- Opening Delimiter -

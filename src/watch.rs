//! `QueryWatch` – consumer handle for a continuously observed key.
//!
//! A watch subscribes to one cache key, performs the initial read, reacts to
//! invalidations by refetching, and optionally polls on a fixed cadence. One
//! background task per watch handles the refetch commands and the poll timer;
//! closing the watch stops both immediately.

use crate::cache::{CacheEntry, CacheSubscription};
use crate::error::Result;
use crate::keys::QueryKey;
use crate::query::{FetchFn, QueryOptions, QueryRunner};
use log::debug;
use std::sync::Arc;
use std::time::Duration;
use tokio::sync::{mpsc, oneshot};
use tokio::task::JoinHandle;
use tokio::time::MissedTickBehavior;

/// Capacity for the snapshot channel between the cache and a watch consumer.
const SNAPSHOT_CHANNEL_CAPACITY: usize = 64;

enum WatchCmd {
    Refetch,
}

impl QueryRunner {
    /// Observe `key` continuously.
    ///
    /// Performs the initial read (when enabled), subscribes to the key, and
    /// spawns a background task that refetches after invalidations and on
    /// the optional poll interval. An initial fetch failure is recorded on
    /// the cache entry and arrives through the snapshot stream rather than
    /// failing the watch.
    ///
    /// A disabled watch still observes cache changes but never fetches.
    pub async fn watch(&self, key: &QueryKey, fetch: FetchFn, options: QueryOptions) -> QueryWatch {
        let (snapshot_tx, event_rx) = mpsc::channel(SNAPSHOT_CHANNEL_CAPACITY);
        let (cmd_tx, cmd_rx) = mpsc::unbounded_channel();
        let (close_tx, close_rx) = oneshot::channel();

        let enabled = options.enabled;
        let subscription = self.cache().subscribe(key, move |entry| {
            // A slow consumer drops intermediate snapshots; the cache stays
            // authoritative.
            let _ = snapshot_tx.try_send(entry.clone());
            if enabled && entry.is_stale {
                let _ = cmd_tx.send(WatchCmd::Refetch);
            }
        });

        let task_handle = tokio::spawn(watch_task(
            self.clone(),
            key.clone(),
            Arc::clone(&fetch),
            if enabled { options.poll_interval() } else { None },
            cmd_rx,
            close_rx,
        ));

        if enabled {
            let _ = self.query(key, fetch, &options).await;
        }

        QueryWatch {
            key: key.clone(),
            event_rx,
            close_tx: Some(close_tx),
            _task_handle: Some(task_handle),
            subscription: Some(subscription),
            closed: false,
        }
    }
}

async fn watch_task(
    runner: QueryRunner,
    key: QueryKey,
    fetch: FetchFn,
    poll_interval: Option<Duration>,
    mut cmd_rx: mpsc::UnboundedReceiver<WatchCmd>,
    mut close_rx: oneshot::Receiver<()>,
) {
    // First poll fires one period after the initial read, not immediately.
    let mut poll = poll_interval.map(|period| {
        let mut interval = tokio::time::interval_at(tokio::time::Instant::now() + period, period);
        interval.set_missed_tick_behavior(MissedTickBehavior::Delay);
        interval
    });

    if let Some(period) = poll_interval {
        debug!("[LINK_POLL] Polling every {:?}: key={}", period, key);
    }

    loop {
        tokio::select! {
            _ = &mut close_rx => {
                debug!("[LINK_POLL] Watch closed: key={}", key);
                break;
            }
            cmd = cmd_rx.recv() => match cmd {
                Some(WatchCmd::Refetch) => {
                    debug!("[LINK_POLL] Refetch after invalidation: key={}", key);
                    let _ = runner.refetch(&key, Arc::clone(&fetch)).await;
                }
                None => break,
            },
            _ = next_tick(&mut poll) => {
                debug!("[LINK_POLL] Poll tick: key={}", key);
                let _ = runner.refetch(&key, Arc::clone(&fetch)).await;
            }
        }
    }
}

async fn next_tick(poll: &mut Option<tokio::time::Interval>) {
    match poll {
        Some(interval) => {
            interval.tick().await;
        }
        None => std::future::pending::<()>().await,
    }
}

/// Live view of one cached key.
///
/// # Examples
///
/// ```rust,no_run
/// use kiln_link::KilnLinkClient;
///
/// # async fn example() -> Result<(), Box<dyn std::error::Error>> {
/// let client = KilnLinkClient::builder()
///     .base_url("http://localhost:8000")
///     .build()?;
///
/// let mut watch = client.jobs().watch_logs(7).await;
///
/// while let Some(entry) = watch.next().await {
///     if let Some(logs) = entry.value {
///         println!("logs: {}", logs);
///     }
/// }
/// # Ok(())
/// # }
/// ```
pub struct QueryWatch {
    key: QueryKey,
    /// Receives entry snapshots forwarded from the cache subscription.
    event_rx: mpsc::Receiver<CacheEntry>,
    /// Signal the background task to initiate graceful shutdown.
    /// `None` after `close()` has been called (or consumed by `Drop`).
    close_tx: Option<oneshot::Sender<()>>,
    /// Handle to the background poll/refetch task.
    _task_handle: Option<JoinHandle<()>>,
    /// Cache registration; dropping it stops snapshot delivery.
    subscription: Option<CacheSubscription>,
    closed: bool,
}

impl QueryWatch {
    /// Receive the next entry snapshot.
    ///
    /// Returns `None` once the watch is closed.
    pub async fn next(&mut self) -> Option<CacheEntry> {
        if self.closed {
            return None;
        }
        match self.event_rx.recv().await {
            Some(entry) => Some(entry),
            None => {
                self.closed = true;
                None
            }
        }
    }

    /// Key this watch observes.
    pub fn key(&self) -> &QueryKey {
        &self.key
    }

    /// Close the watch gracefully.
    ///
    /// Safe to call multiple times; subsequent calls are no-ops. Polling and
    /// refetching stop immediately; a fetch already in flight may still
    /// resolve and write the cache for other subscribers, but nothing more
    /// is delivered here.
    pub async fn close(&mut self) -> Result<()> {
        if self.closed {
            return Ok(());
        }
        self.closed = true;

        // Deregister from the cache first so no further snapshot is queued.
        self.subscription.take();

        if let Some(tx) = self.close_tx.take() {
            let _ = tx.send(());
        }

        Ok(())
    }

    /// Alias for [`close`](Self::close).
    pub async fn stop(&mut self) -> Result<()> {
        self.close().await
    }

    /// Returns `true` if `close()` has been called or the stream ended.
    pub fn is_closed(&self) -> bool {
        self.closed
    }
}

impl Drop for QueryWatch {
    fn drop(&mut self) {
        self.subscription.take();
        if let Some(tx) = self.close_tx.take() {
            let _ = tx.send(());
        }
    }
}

- Closing Delimiter -
- Opening Delimiter -

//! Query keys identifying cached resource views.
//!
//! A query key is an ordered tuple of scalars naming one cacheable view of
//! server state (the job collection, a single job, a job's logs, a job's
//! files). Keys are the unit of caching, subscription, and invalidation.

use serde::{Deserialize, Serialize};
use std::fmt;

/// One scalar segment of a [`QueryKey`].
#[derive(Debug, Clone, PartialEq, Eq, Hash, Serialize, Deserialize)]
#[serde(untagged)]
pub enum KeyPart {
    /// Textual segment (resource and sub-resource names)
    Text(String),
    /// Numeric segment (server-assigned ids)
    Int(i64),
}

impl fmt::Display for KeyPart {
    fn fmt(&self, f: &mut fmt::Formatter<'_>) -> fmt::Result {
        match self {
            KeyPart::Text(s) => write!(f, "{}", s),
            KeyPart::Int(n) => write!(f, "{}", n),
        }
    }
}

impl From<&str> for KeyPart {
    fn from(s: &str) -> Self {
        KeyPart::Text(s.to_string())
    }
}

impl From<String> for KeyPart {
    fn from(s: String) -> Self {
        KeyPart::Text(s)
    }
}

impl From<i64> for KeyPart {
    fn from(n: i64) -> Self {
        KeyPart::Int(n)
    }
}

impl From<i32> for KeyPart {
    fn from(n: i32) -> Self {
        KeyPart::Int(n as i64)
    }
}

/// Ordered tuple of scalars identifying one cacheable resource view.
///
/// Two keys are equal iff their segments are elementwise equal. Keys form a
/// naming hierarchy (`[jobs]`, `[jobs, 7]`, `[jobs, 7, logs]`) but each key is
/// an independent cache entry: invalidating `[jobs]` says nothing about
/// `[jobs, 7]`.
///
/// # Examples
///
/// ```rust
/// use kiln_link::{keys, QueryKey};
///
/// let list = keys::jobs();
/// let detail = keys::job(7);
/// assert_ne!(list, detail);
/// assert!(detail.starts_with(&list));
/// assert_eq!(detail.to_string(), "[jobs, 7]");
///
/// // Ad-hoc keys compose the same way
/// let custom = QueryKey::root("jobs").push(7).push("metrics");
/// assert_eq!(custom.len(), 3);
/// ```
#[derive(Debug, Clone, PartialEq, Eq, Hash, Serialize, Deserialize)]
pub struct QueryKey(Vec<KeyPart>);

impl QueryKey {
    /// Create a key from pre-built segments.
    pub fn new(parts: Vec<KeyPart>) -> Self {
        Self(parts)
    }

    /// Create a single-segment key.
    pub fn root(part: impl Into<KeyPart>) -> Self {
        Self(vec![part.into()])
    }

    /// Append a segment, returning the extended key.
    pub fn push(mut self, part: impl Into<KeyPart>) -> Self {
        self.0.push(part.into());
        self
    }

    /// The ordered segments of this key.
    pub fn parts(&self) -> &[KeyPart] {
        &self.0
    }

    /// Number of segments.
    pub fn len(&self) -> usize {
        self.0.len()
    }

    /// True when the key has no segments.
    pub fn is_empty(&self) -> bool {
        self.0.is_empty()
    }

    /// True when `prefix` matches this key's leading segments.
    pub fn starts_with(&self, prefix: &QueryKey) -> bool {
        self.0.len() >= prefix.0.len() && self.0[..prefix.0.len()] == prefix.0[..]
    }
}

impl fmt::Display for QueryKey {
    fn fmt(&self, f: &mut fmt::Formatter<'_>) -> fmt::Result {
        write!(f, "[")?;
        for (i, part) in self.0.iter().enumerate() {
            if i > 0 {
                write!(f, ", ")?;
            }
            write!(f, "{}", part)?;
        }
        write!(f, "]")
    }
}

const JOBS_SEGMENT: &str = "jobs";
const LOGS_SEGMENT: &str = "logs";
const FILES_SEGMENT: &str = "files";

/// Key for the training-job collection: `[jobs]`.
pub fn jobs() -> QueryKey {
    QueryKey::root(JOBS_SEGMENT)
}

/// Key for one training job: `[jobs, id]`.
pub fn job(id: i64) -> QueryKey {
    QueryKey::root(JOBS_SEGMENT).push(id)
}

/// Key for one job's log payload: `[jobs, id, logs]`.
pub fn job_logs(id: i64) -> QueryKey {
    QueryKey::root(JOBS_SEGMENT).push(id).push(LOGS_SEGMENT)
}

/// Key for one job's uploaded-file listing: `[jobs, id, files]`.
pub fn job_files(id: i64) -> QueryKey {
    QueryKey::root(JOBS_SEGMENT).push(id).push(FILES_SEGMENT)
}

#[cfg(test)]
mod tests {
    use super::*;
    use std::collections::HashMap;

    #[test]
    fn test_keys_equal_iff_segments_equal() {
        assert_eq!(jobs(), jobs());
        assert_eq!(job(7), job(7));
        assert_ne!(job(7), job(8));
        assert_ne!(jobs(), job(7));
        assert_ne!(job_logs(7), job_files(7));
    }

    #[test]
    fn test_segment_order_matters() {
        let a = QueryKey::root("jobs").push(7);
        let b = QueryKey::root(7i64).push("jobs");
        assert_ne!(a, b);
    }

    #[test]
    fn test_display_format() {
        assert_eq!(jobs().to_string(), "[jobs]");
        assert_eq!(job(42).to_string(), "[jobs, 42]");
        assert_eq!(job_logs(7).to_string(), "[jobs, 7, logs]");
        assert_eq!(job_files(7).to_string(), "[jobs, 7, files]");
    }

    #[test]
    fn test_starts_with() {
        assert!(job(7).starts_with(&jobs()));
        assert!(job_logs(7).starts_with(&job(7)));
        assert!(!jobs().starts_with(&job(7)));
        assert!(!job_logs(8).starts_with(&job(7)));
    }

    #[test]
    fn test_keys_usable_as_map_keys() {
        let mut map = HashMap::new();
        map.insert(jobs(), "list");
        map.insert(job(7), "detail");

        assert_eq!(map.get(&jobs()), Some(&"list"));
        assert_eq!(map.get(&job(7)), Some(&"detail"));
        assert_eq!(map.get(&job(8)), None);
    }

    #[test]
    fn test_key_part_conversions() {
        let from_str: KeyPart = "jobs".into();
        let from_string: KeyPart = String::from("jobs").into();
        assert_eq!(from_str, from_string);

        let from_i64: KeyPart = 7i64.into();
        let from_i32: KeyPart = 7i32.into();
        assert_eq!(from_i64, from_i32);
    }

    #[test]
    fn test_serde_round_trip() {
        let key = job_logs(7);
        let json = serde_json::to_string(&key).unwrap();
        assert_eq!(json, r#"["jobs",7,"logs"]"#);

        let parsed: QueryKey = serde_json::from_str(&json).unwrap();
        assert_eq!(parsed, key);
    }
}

- Closing Delimiter -

Exercise aim => Write out, from the lines above, only those from the line with "filename src/watch.rs" to the line with "stops both immediately.", exactly as given, including the first and the last.

Output of the exercise =>
filename src/watch.rs
//! `QueryWatch` – consumer handle for a continuously observed key.
//!
//! A watch subscribes to one cache key, performs the initial read, reacts to
//! invalidations by refetching, and optionally polls on a fixed cadence. One
//! background task per watch handles the refetch commands and the poll timer;
//! closing the watch stops both immediately.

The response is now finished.